[[ Data shown, beginning ]]
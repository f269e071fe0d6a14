//! Energy, cost, emissions, and reliability totals for a run.

use std::fmt;

use serde::Serialize;

use crate::devices::{Generator, GridConnection};

use super::types::IntervalResult;

/// Unmet power above this level (kW) counts the interval as lost load.
pub const LOST_LOAD_THRESHOLD_KW: f64 = 1e-6;

/// Aggregate results of one simulation run. Energies in kWh.
#[derive(Debug, Clone, Default, PartialEq, Serialize)]
pub struct SimulationSummary {
    pub total_demand_kwh: f64,
    pub total_pv_kwh: f64,
    pub total_wind_kwh: f64,
    pub total_other_kwh: f64,
    pub total_renewables_kwh: f64,
    /// Energy drawn from the bus to charge the battery.
    pub total_battery_charge_kwh: f64,
    /// Energy that reached storage after charging losses.
    pub total_battery_stored_kwh: f64,
    /// Energy delivered by the battery to the bus.
    pub total_battery_discharge_kwh: f64,
    pub total_generator_kwh: f64,
    pub total_grid_import_kwh: f64,
    pub total_grid_export_kwh: f64,
    pub total_unmet_kwh: f64,
    pub total_curtailed_kwh: f64,
    /// Fraction of intervals with lost load.
    pub lolp: f64,
    /// `lolp` as a percentage.
    pub lolp_pct: f64,
    pub cost_import: f64,
    pub revenue_export: f64,
    pub cost_generator: f64,
    /// `cost_import - revenue_export + cost_generator`.
    pub total_cost: f64,
    pub total_co2_kg: f64,
}

/// Prices and emission factors applied to the flows.
#[derive(Debug, Clone, Copy, Default, PartialEq)]
pub struct Tariffs {
    pub import_per_kwh: f64,
    pub export_per_kwh: f64,
    pub generator_per_kwh: f64,
    pub generator_co2_kg_per_kwh: f64,
}

impl Tariffs {
    /// Collects the tariffs of the configured resources; absent resources
    /// contribute zero.
    pub fn new(generator: Option<&Generator>, grid: Option<&GridConnection>) -> Self {
        Self {
            import_per_kwh: grid.map_or(0.0, |g| g.import_tariff_per_kwh),
            export_per_kwh: grid.map_or(0.0, |g| g.export_tariff_per_kwh),
            generator_per_kwh: generator.map_or(0.0, |g| g.cost_per_kwh),
            generator_co2_kg_per_kwh: generator.map_or(0.0, |g| g.co2_kg_per_kwh),
        }
    }
}

/// Running totals threaded through the interval loop.
///
/// Every flow is integrated as `power * dt_hours`; production is counted
/// when generated regardless of where it ends up.
#[derive(Debug, Clone)]
pub struct SummaryAccumulator {
    dt_hours: f64,
    tariffs: Tariffs,
    intervals: usize,
    lost_load_intervals: usize,
    totals: SimulationSummary,
}

impl SummaryAccumulator {
    pub fn new(dt_hours: f64, tariffs: Tariffs) -> Self {
        Self {
            dt_hours,
            tariffs,
            intervals: 0,
            lost_load_intervals: 0,
            totals: SimulationSummary::default(),
        }
    }

    /// Folds one interval into the totals.
    ///
    /// # Arguments
    ///
    /// * `r` - The interval's dispatch record
    /// * `stored_kwh` - Energy that reached storage in the interval
    pub fn record(&mut self, r: &IntervalResult, stored_kwh: f64) {
        let dt = self.dt_hours;
        let t = &mut self.totals;

        t.total_demand_kwh += r.demand_kw * dt;
        t.total_pv_kwh += r.pv_kw * dt;
        t.total_wind_kwh += r.wind_kw * dt;
        t.total_other_kwh += r.other_kw * dt;
        t.total_renewables_kwh += r.renewables_kw * dt;
        t.total_battery_charge_kwh += r.charge_kw * dt;
        t.total_battery_stored_kwh += stored_kwh;
        t.total_battery_discharge_kwh += r.discharge_kw * dt;
        t.total_generator_kwh += r.generator_kw * dt;
        t.total_grid_import_kwh += r.import_kw * dt;
        t.total_grid_export_kwh += r.export_kw * dt;
        t.total_unmet_kwh += r.unmet_kw * dt;
        t.total_curtailed_kwh += r.curtailed_kw * dt;

        t.cost_import += r.import_kw * dt * self.tariffs.import_per_kwh;
        t.revenue_export += r.export_kw * dt * self.tariffs.export_per_kwh;
        t.cost_generator += r.generator_kw * dt * self.tariffs.generator_per_kwh;
        t.total_co2_kg += r.generator_kw * dt * self.tariffs.generator_co2_kg_per_kwh;

        self.intervals += 1;
        if r.unmet_kw > LOST_LOAD_THRESHOLD_KW {
            self.lost_load_intervals += 1;
        }
    }

    /// Derives the reliability and cost figures and returns the summary.
    pub fn finish(self) -> SimulationSummary {
        let mut s = self.totals;
        s.lolp = if self.intervals > 0 {
            self.lost_load_intervals as f64 / self.intervals as f64
        } else {
            0.0
        };
        s.lolp_pct = 100.0 * s.lolp;
        s.total_cost = s.cost_import - s.revenue_export + s.cost_generator;
        s
    }
}

impl fmt::Display for SimulationSummary {
    fn fmt(&self, f: &mut fmt::Formatter<'_>) -> fmt::Result {
        writeln!(f, "--- Summary ---")?;
        writeln!(f, "Demand:            {:>10.2} kWh", self.total_demand_kwh)?;
        writeln!(
            f,
            "Renewables:        {:>10.2} kWh (pv {:.2}, wind {:.2}, other {:.2})",
            self.total_renewables_kwh, self.total_pv_kwh, self.total_wind_kwh, self.total_other_kwh
        )?;
        writeln!(
            f,
            "Battery:           {:>10.2} kWh in, {:.2} kWh out",
            self.total_battery_charge_kwh, self.total_battery_discharge_kwh
        )?;
        writeln!(f, "Generator:         {:>10.2} kWh", self.total_generator_kwh)?;
        writeln!(
            f,
            "Grid:              {:>10.2} kWh import, {:.2} kWh export",
            self.total_grid_import_kwh, self.total_grid_export_kwh
        )?;
        writeln!(f, "Unmet:             {:>10.2} kWh", self.total_unmet_kwh)?;
        writeln!(f, "Curtailed:         {:>10.2} kWh", self.total_curtailed_kwh)?;
        writeln!(f, "LOLP:              {:>10.2} %", self.lolp_pct)?;
        writeln!(
            f,
            "Cost:              {:>10.2} (import {:.2}, export -{:.2}, generator {:.2})",
            self.total_cost, self.cost_import, self.revenue_export, self.cost_generator
        )?;
        write!(f, "CO2:               {:>10.2} kg", self.total_co2_kg)
    }
}
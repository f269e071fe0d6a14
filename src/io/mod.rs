pub mod export;
pub mod profile;

pub use export::{export_csv, write_csv};
pub use profile::{PowerProfile, ProfileError, is_csv_filename, parse_profile_csv};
[[ Data shown, end ]]
What you need to do
Filter the entries and copy each line with "Clone".

Result below
#[derive(Debug, Clone, Default, PartialEq, Serialize)]
#[derive(Debug, Clone, Copy, Default, PartialEq)]
#[derive(Debug, Clone)]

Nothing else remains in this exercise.